Малютку Йоханну отдали на воспитание молодой вдове, что перебралась на Остров после кончины мужа и зарабатывала на жизнь шитьем. А была она дочерью Антона Кюнера, у которого четверть с лишним века назад Нильс Глёе отбил ту, первую, Йоханну и которого свела в могилу чахотка. Антон и жена его Кирстина, старшая сестра покойной Йоханны, назвали свою единственную дочь в честь матери Йоханны и Кирстины, доводившейся и бабкой Хиртусу, а именно — Марен. Постарайтесь‑ка все это упомнить, иначе потом и вовсе запутаетесь.
Старая Марен по-прежнему жила на материке, обихаживала свой садик, настаивала травы, запасала впрок бузинную наливку. Ее все так же почитали и побаивались. Однажды Нильс Глёе пересилил себя и наведался к ней, уж больно его донимал костолом. Марен глянула на него своими выцветшими к старости голубыми глазами и выпроводила, — дескать, лучше ему! обратиться к другой Марен, ее тезке и внучке. «Я выучила ее всему, что знаю. Вот разве что нравом она помягче. Хотя кто его разберет?.. Может, и нет след мне это тебе говорить, но костолом нажил ты не случайно, и врачевать я тебя не буду».

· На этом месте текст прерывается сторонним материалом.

use std::sync::Arc;
use std::time::Duration;

use async_trait::async_trait;
use reqwest::Client;
use scraper::{ElementRef, Selector};

use crate::error::FetchError;

pub const REQUEST_TIMEOUT: Duration = Duration::from_secs(10);
const USER_AGENT: &str = "StandupWatch/0.1 (+https://standupstore.ru/)";

// Applied left to right, first match wins, matches never overlap.
const MARKUP_ESCAPES: [(&str, &str); 5] = [
    ("(", "\\("),
    (")", "\\)"),
    ("+", "\\+"),
    ("-", "\\-"),
    ("  ", " "),
];

/// Source of HTML documents. The watcher never talks to the network directly.
#[async_trait]
pub trait PageFetcher: Send + Sync {
    async fn fetch_html(&self, url: &str) -> Result<String, FetchError>;
}

#[async_trait]
impl<T> PageFetcher for Arc<T>
where
    T: PageFetcher + ?Sized,
{
    async fn fetch_html(&self, url: &str) -> Result<String, FetchError> {
        (**self).fetch_html(url).await
    }
}

pub struct HttpFetcher {
    client: Client,
}

impl HttpFetcher {
    pub fn new() -> Result<Self, FetchError> {
        let client = Client::builder()
            .timeout(REQUEST_TIMEOUT)
            .user_agent(USER_AGENT)
            .build()
            .map_err(|err| FetchError::Client(err.to_string()))?;
        Ok(Self { client })
    }
}

#[async_trait]
impl PageFetcher for HttpFetcher {
    async fn fetch_html(&self, url: &str) -> Result<String, FetchError> {
        let response = self
            .client
            .get(url)
            .send()
            .await
            .map_err(|err| FetchError::Request {
                url: url.to_string(),
                reason: err.to_string(),
            })?;

        let status = response.status();
        if !status.is_success() {
            return Err(FetchError::Status {
                url: url.to_string(),
                status: status.as_u16(),
            });
        }

        response.text().await.map_err(|err| FetchError::Body {
            url: url.to_string(),
            reason: err.to_string(),
        })
    }
}

/// Text of the first match with whitespace runs folded to single spaces.
/// Blank text counts as absent.
pub fn folded_text(scope: &ElementRef<'_>, selector: &Selector) -> Option<String> {
    let node = scope.select(selector).next()?;
    let words: Vec<&str> = node.text().flat_map(str::split_whitespace).collect();
    (!words.is_empty()).then(|| words.join(" "))
}

/// Text of the first match, only trimmed, so inner spacing reaches `escape_markup` intact.
pub fn raw_text(scope: &ElementRef<'_>, selector: &Selector) -> Option<String> {
    let node = scope.select(selector).next()?;
    let text: String = node.text().collect();
    let text = text.trim();
    (!text.is_empty()).then(|| text.to_string())
}

pub fn attribute(scope: &ElementRef<'_>, selector: &Selector, name: &str) -> Option<String> {
    scope
        .select(selector)
        .find_map(|node| node.value().attr(name))
        .map(str::trim)
        .filter(|value| !value.is_empty())
        .map(str::to_string)
}

/// Resolves an href against the page it was found on; absolute hrefs pass through.
pub fn resolve_link(page_url: &str, href: &str) -> Option<String> {
    let href = href.trim();
    if href.is_empty() {
        return None;
    }
    let page = reqwest::Url::parse(page_url).ok()?;
    page.join(href).ok().map(|url| url.to_string())
}

/// Escapes text for the MarkdownV2 message template.
pub fn escape_markup(input: &str) -> String {
    let mut out = String::with_capacity(input.len());
    let mut rest = input;

    'scan: while let Some(ch) = rest.chars().next() {
        for (from, to) in MARKUP_ESCAPES {
            if let Some(tail) = rest.strip_prefix(from) {
                out.push_str(to);
                rest = tail;
                continue 'scan;
            }
        }
        out.push(ch);
        rest = &rest[ch.len_utf8()..];
    }

    out
}
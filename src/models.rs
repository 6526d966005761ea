use std::fmt;

use serde::{Deserialize, Serialize};
use sha2::{Digest, Sha256};

pub const FREE_PRICE: &str = "Бесплатно";
pub const NO_DESCRIPTION: &str = "Без описания";
pub const PLENTY_AVAILABLE: &str = "Много мест";

#[derive(Serialize, Deserialize, Clone, Debug, PartialEq, Eq)]
pub struct Event {
    pub date: String,
    pub time: String,
    pub booking_link: String,
    pub price: String,
    pub description: String,
    pub remaining: String,
}

impl Event {
    /// A listing candidate before enrichment: display fields carry their sentinels.
    pub fn candidate(date: String, time: String, booking_link: String) -> Self {
        Self {
            date,
            time,
            booking_link,
            price: FREE_PRICE.to_string(),
            description: NO_DESCRIPTION.to_string(),
            remaining: PLENTY_AVAILABLE.to_string(),
        }
    }

    /// Identity of a listing candidate: date, listing time and booking link.
    ///
    /// Take it before enrichment. The detail page may rewrite `time` and fills the
    /// display fields, and neither may change which event this is.
    pub fn fingerprint(&self) -> Fingerprint {
        let mut hasher = Sha256::new();
        hasher.update(self.date.as_bytes());
        hasher.update(b"|");
        hasher.update(self.time.as_bytes());
        hasher.update(b"|");
        hasher.update(self.booking_link.as_bytes());
        Fingerprint(format!("{:x}", hasher.finalize()))
    }
}

/// Opaque digest of an event's identity fields. Only equality is meaningful.
#[derive(Clone, Debug, PartialEq, Eq, Hash)]
pub struct Fingerprint(String);

impl fmt::Display for Fingerprint {
    fn fmt(&self, f: &mut fmt::Formatter<'_>) -> fmt::Result {
        f.write_str(&self.0)
    }
}

#[cfg(test)]
mod tests {
    use super::*;

    fn sample() -> Event {
        Event::candidate(
            "12 марта".to_string(),
            "Большой стендап".to_string(),
            "https://standupstore.ru/events/big-show/".to_string(),
        )
    }

    #[test]
    fn identical_identity_fields_share_a_fingerprint() {
        let first = sample();
        let second = sample();
        assert_eq!(first.fingerprint(), second.fingerprint());
        assert_eq!(first.fingerprint().to_string().len(), 64);
    }

    #[test]
    fn any_identity_field_changes_the_fingerprint() {
        let base = sample().fingerprint();

        let mut moved = sample();
        moved.date = "13 марта".to_string();
        assert_ne!(base, moved.fingerprint());

        let mut retitled = sample();
        retitled.time = "Открытый микрофон".to_string();
        assert_ne!(base, retitled.fingerprint());

        let mut relinked = sample();
        relinked.booking_link = "https://standupstore.ru/events/other/".to_string();
        assert_ne!(base, relinked.fingerprint());
    }

    #[test]
    fn detail_fields_are_not_part_of_identity() {
        let base = sample();
        let mut enriched = sample();
        enriched.price = "1500".to_string();
        enriched.description = "Открытый микрофон".to_string();
        enriched.remaining = "_Осталось 3 билета_".to_string();
        assert_eq!(base.fingerprint(), enriched.fingerprint());
    }

    #[test]
    fn field_boundaries_are_separated() {
        let mut left = sample();
        left.date = "1".to_string();
        left.time = "2 марта".to_string();
        let mut right = sample();
        right.date = "12".to_string();
        right.time = " марта".to_string();
        assert_ne!(left.fingerprint(), right.fingerprint());
    }
}
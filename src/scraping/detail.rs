use once_cell::sync::Lazy;
use scraper::{Html, Selector};
use tracing::{debug, warn};

use super::base::{self, PageFetcher};
use crate::error::FetchError;
use crate::models::{Event, FREE_PRICE, NO_DESCRIPTION, PLENTY_AVAILABLE};

static PRICE_SELECTOR: Lazy<Selector> =
    Lazy::new(|| Selector::parse(r#"[itemprop="price"]"#).expect("detail price selector"));
static DESCRIPTION_SELECTOR: Lazy<Selector> = Lazy::new(|| {
    Selector::parse(r#"[itemprop="description"]"#).expect("detail description selector")
});
static REMAINING_SELECTOR: Lazy<Selector> =
    Lazy::new(|| Selector::parse(".tickets-left").expect("detail remaining selector"));
static TIME_SELECTOR: Lazy<Selector> =
    Lazy::new(|| Selector::parse(".event-time").expect("detail time selector"));

/// Fetches the candidate's booking page and fills in the detail fields.
///
/// A failed fetch is logged and leaves the candidate as it was. The error is
/// returned only so the caller can count it; it must not abort the cycle.
pub async fn enrich<F>(fetcher: &F, event: &mut Event) -> Result<(), FetchError>
where
    F: PageFetcher + ?Sized,
{
    if event.booking_link.is_empty() {
        debug!(date = %event.date, "candidate has no booking link, skipping enrichment");
        return Ok(());
    }

    match fetcher.fetch_html(&event.booking_link).await {
        Ok(html) => {
            apply_detail_page(event, &html);
            Ok(())
        }
        Err(err) => {
            warn!(url = %event.booking_link, error = %err, "unable to enrich event");
            Err(err)
        }
    }
}

/// Overwrites price, description, remaining and time from a detail page document.
pub fn apply_detail_page(event: &mut Event, html: &str) {
    let document = Html::parse_document(html);
    let root = document.root_element();

    event.price = base::attribute(&root, &PRICE_SELECTOR, "content")
        .unwrap_or_else(|| FREE_PRICE.to_string());

    event.description = base::raw_text(&root, &DESCRIPTION_SELECTOR)
        .map(|text| base::escape_markup(&text))
        .unwrap_or_else(|| NO_DESCRIPTION.to_string());

    event.remaining = base::folded_text(&root, &REMAINING_SELECTOR)
        .map(|text| format!("_{text}_"))
        .unwrap_or_else(|| PLENTY_AVAILABLE.to_string());

    if let Some(time) = base::folded_text(&root, &TIME_SELECTOR) {
        event.time = base::escape_markup(&time);
    }
}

Делать нечего, пришлось Нильсу Глёе воротиться на Остров. Он навестил молодую вдову, и та дала ему отвар валерьяны, тимьяна и козельца и не взяла с него ни гроша. Он ушел не сразу, а присел на скамью и принялся разглядывать маленькую Йоханну, игравшую с двумя девочками постарше, дочками Марен — Анной-Кирстиной и Элле. Пускай от Элле не оторвать глаз, самая красивая из них троих — Йоханна: тоненькая, ладненькая, голубоглазая, с белокурыми локонами. Она напоминала ему злосчастного Хиртуса. Но что горевать о том, чего уже не поправишь! Лучше он вот что сделает, прежде чем лечь в могилу, — добьется, чтоб пасторский дом возле новой церкви не пустовала а еще построит маяк.
До этого как было заведено? Выставляли по очереди сигнальщиков. В бурю сигнальщик шел на Северный мыс, взбирался на самый высокий холм и стоял, размахивая заправленными жиром светильниками. Свет от них слабый, с моря почти и не видно. К тому же островитяне без конца попрекали друг дружку. Ведь совестливые, те выстаивали на мысу ночь напролет, ветер ли, стужа ли, а иные отлынивали: выйдут из дому, подымутся на ближайший холм, махнут разок-другой, а потом божатся, будто сигналили целую ночь.
Задумано — сделано. Нильс Глёе отправился к фогту. Сам‑то фогт не горазд на выдумки, однако смекнул: если на Острове будет маяк, будет и он в чести, фогт подал прошение королю через амтмана [2], Долго ли коротко ли, на его имя пришла бумага, где говорилось, что им подыскали пастора и что на Острове надлежит возвести маяк и приставить к нему служителя.
«А маяк сей должен быть доброй каменной кладки», — наказывали в этой бумаге именитые господа, видать, не знавшие нужды ни в камне, ни в глине. Трудненькое то было задание. В конце концов в лесу повалили вековые деревья и поставили маяк из бревен. За постройкою надзирал Нильс Глёе. Маяк являл собой домик, вознесенный на четыре высоких столба. Приставная лестница вела в каморку служителя, а оттуда уже по внутренней лесенке тот подымался на саму вышку; частыми окошечками, в свинцовом переплете маяк походил на остекленную беседку. В служители Нильс Глёе определил старого рыбака, что состоял в одной из ловецких артелей, сколоченных много лет назад по его же почину.